Regex learning.

RavinderSingh13 · February 12, 2020, 7:50am

Hello All,

I have come across a question from colleague about complex regex, so I written a regex using grep's -P option in PCRE regex. Since its a new learning for me, so thought to share with forums.

Lets say we have a Input_file with following test data:

cat Input_file
PROJECT = 1.1.1.1
Project = 1.1.1.1.1.1.1.1
PROJECT = "1.1.1.1.1"
ProJEct = '1.1'

Now conditions here are first keyword project is fixed but could be in any case, then versions side is the main thing which we need to get as an output. In versions apart from first major version all can have alphabets also.

So I have come up with:

grep -ioP 'project\D+\K(\d+\.([\d,a-z,A-Z]+\.){1,}[\d,a-z,A-Z]+|\d+\.[\d,a-z,A-Z]+|\d+)'   Input_file

Explanation of above code:

-i : means ignore case for grep which will help us to match any kind of Project string in lines.
-o : means give only exact match of the line.
-P : means it enables PCRE regex suite for grep, which has all kind of regex mechanism in it.

Now coming to main code part:

project\D+ : Look for string project(in any case) till all NON digits value(\D denotes it).
\K : means forget all previous matches this is a GREAT feature of grep and I LOVED it
d+\.([\d,a-z,A-Z]+\.){1,}[\d,a-z,A-Z]+|\d+\.[\d,a-z,A-Z]+|\d+ : Here I am matching digits OR digits with alphabets with one or more occurences and only digits too for all lines, to cover all kind of cases.

Since after \k ( denotes the match which should be printed so it will print only matched part in lines.

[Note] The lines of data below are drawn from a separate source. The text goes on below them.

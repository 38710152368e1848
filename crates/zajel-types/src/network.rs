//! Coordinator registry value types (`spec.md` §3 "Coordinator registries").
//!
//! These are the values stored in the coordinator's pairing/relay/
//! rendezvous/chunk registries, shared between `zajel-coordinator` (which
//! writes them) and `zajel-client` (which deserializes `get_relays`
//! responses and rendezvous notifications referencing them).

use serde::{Deserialize, Serialize};

/// An entry in the pairing index: one pending pairing code registration.
#[derive(Clone, Debug, Serialize, Deserialize)]
pub struct PairingEntry {
    pub pairing_code: String,
    pub public_key: [u8; 32],
    pub connection_id: String,
    pub registered_at: u64,
}

/// A relay server as returned by `get_relays`.
#[derive(Clone, Debug, Serialize, Deserialize)]
pub struct RelayEntry {
    pub server_id: String,
    pub endpoint: String,
    pub load_fraction: f32,
    pub registered_at: u64,
    pub last_seen: u64,
}

/// An entry in the rendezvous registry: a connection waiting at a given
/// meeting point or hourly token.
#[derive(Clone, Debug, Serialize, Deserialize)]
pub struct RendezvousEntry {
    pub point: [u8; 32],
    pub connection_id: String,
    pub public_key: [u8; 32],
    pub dead_drop: Option<Vec<u8>>,
    pub registered_at: u64,
}

/// A known source for a file chunk, as tracked by the coordinator's chunk
/// index (`spec.md` §4.7).
#[derive(Clone, Debug, Serialize, Deserialize)]
pub struct ChunkSource {
    pub file_id: String,
    pub chunk_id: String,
    pub routing_hash: String,
    pub connection_id: String,
    pub registered_at: u64,
}

/// A cached chunk payload, bounded to 1000 entries / 64 KiB each
/// (`spec.md` §3).
#[derive(Clone, Debug, Serialize, Deserialize)]
pub struct CachedChunk {
    pub chunk_id: String,
    pub bytes: Vec<u8>,
    pub cached_at: u64,
}

/// The signed bootstrap server list (`spec.md` §4.7/§4.8).
#[derive(Clone, Debug, Serialize, Deserialize)]
pub struct ServerListEntry {
    pub server_id: String,
    pub endpoint: String,
    pub public_key: [u8; 32],
    pub region: Option<String>,
    pub registered_at: u64,
    pub last_seen: u64,
}

/// `GET /servers` response envelope, signed by the coordinator operator's
/// Ed25519 key over `server_list_bytes || ts`.
#[derive(Clone, Debug, Serialize, Deserialize)]
pub struct SignedServerList {
    pub servers: Vec<ServerListEntry>,
    pub ts: u64,
    pub signature: [u8; 64],
}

I am still learning PCRE regex, any suggestions, improvements are super allowed
Cheers and Happy learning.

Thanks,
R. Singh

nezabudka · February 12, 2020, 8:27am

Hi
It's a bit redundant
option -i applies to the whole template

grep -ioP 'project\D+\K(\d+\.([\d,a-z]+\.){1,}[\d,a-z]+|\d+\.[\d,a-z]+|\d+)'

if you want to limit it is better so

grep -oP '(?i:project)'

RavinderSingh13 · February 12, 2020, 8:55am

nezabudka:

Hi
It's a bit redundant
option -i applies to the whole template
grep -ioP 'project\D+\K(\d+\.([\d,a-z]+\.){1,}[\d,a-z]+|\d+\.[\d,a-z]+|\d+)'
if you want to limit it is better so
grep -oP '(?i:project)'

Hello Nez,

Cool; thanks for letting your views , but IMHO why I added that checks in case version is in some other format then it shouldn't have false positive in output.

Thanks,
R. Singh

nezabudka · February 12, 2020, 9:21am

here is opposites \K

grep -ioP 'project\D+(?=\d+\.([\d,a-z]+\.){1,}[\d,a-z]+|\d+\.[\d,a-z]+|\d+)'

maybe means forget all follows matches?

--- Post updated at 18:18 ---

exactly means forget THIS match #positive lookahead
I'm sorry, carried away

acascianelli · February 28, 2020, 9:29pm

Not sure if this would be useful for you, but I found this tool a while back and it comes in handy when having to deal with regular expressions:

Expresso Regular Expression Tool

RavinderSingh13 · March 3, 2020, 12:09am

Hello All,

Learnt an example of Lazy match in Regex in Perl, so thought to share here.
Let's say following is Input_file.

cat Input_file
abcdtest123^ DUMMYtestabcd12234 DUMMY bla blabla12231311313blabla bla.....,,,,,bla
test132131 ^ DUMMY blabla1213 121313_ 131y7351eg1eub wdfwfknfidh28e7ty;;;

Now we would like to have data between first occurrence of ^ to DUMMY , then we could use Lazy match like as follows:

perl -pe 's|(\^.*?DUMMY\s+)(.*)| new_text_here.... \2|'  Input_file

Output will be as follows for mentioned sample:

abcdtest123 new_text_here.... bla blabla12231311313blabla bla.....,,,,,bla
test132131  new_text_here.... blabla1213 121313_ 131y7351eg1eub wdfwfknfidh28e7ty;;;

Why is Lazy match Good here? Because .* is a GREEDY match and matches anything till last occurrence of any mentioned character etc but using Lazy match .*?DUMMY\s+ it matches very first occurrence of string DUMMY followed with space starting from ^

Tested and written this in PERL, thought/views/improvements are most welcome here.

Thanks,
R. Singh

nezabudka · March 3, 2020, 12:38am

answered not in the case

nezabudka · March 3, 2020, 2:26am

I'm probably a little wrong. the non-greedy expression on the left side allows you to not check the entire string, but limit itself to the first match. hence not a greedy expression faster and that's good
remark:
I already realized that you wrote exactly that

nezabudka · March 3, 2020, 3:14pm

else in PCRE work such flag (?U:) . I will put a space so that it can be seen

cat file
abcdtest123^ DUMMY testabcd12234 DUMMY bla blabla12231311313blabla bla.....,,,,,bla

grep -oP '(?P<p>.*)(\^.*DUMMY\s+)\K\g<p>' file
bla blabla12231311313blabla bla.....,,,,,bla

grep -oP '(?P<p>.*)(?U:\^.*DUMMY\s+)\K\g<p>' file
testabcd12234 DUMMY bla blabla12231311313blabla bla.....,,,,,bla

Thanks for an interesting example.